Directions for this task — Each line of the listing where the string "join" appears is to be identified and copied.

Provided records —

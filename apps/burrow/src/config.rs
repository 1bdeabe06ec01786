use std::fs;
use std::path::Path;

use anyhow::{Context, Result};
use rand::RngCore;

pub const DEFAULT_WORKER_URL: &str = "https://tunnel.burrow.dev";

/// Edge base URL, overridable for self-hosted or local edges.
pub fn worker_url() -> String {
    std::env::var("WORKER_URL")
        .ok()
        .filter(|v| !v.is_empty())
        .unwrap_or_else(|| DEFAULT_WORKER_URL.to_string())
}

/// Host the proxied traffic is sent to. `host.docker.internal` stands
/// in for localhost when the agent runs in a container without host
/// networking.
pub fn target_host() -> String {
    if std::env::var("NET_HOST").as_deref() == Ok("false") {
        "host.docker.internal".to_string()
    } else {
        "localhost".to_string()
    }
}

/// Stable per-machine client id, created on first run at
/// `$HOME/.prod/id` and reused afterwards.
pub fn client_id() -> Result<String> {
    let home = dirs::home_dir().context("failed to locate home directory")?;
    client_id_at(&home.join(".prod"))
}

/// Load or create the client id under the given config directory.
pub fn client_id_at(config_dir: &Path) -> Result<String> {
    let id_file = config_dir.join("id");

    if id_file.exists() {
        let data = fs::read_to_string(&id_file)
            .with_context(|| format!("failed to read {}", id_file.display()))?;
        return Ok(data.trim_end().to_string());
    }

    fs::create_dir_all(config_dir)
        .with_context(|| format!("failed to create {}", config_dir.display()))?;
    #[cfg(unix)]
    set_mode(config_dir, 0o755)?;

    let id = generate_id();
    fs::write(&id_file, &id).with_context(|| format!("failed to write {}", id_file.display()))?;
    #[cfg(unix)]
    set_mode(&id_file, 0o644)?;

    Ok(id)
}

/// 32 lowercase hex characters from the OS RNG.
fn generate_id() -> String {
    let mut bytes = [0u8; 16];
    rand::rngs::OsRng.fill_bytes(&mut bytes);
    bytes.iter().map(|b| format!("{b:02x}")).collect()
}

#[cfg(unix)]
fn set_mode(path: &Path, mode: u32) -> Result<()> {
    use std::os::unix::fs::PermissionsExt;
    fs::set_permissions(path, fs::Permissions::from_mode(mode))
        .with_context(|| format!("failed to set permissions on {}", path.display()))
}

#[cfg(test)]
mod tests {
    use super::*;

    #[test]
    fn generated_id_is_32_lowercase_hex() {
        let id = generate_id();
        assert_eq!(id.len(), 32);
        assert!(id
            .chars()
            .all(|c| c.is_ascii_digit() || ('a'..='f').contains(&c)));
    }

    #[test]
    fn client_id_is_created_then_reused() {
        let dir = tempfile::tempdir().unwrap();
        let config_dir = dir.path().join(".prod");
        let first = client_id_at(&config_dir).unwrap();
        let second = client_id_at(&config_dir).unwrap();
        assert_eq!(first, second);
        assert_eq!(first.len(), 32);
    }

    #[test]
    fn client_id_is_trimmed_on_read() {
        let dir = tempfile::tempdir().unwrap();
        let config_dir = dir.path().join(".prod");
        fs::create_dir_all(&config_dir).unwrap();
        fs::write(config_dir.join("id"), "abc123\n").unwrap();
        assert_eq!(client_id_at(&config_dir).unwrap(), "abc123");
    }
}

Result of this task —
    client_id_at(&home.join(".prod"))
    let id_file = config_dir.join("id");
        let config_dir = dir.path().join(".prod");
        let config_dir = dir.path().join(".prod");
        fs::write(config_dir.join("id"), "abc123\n").unwrap();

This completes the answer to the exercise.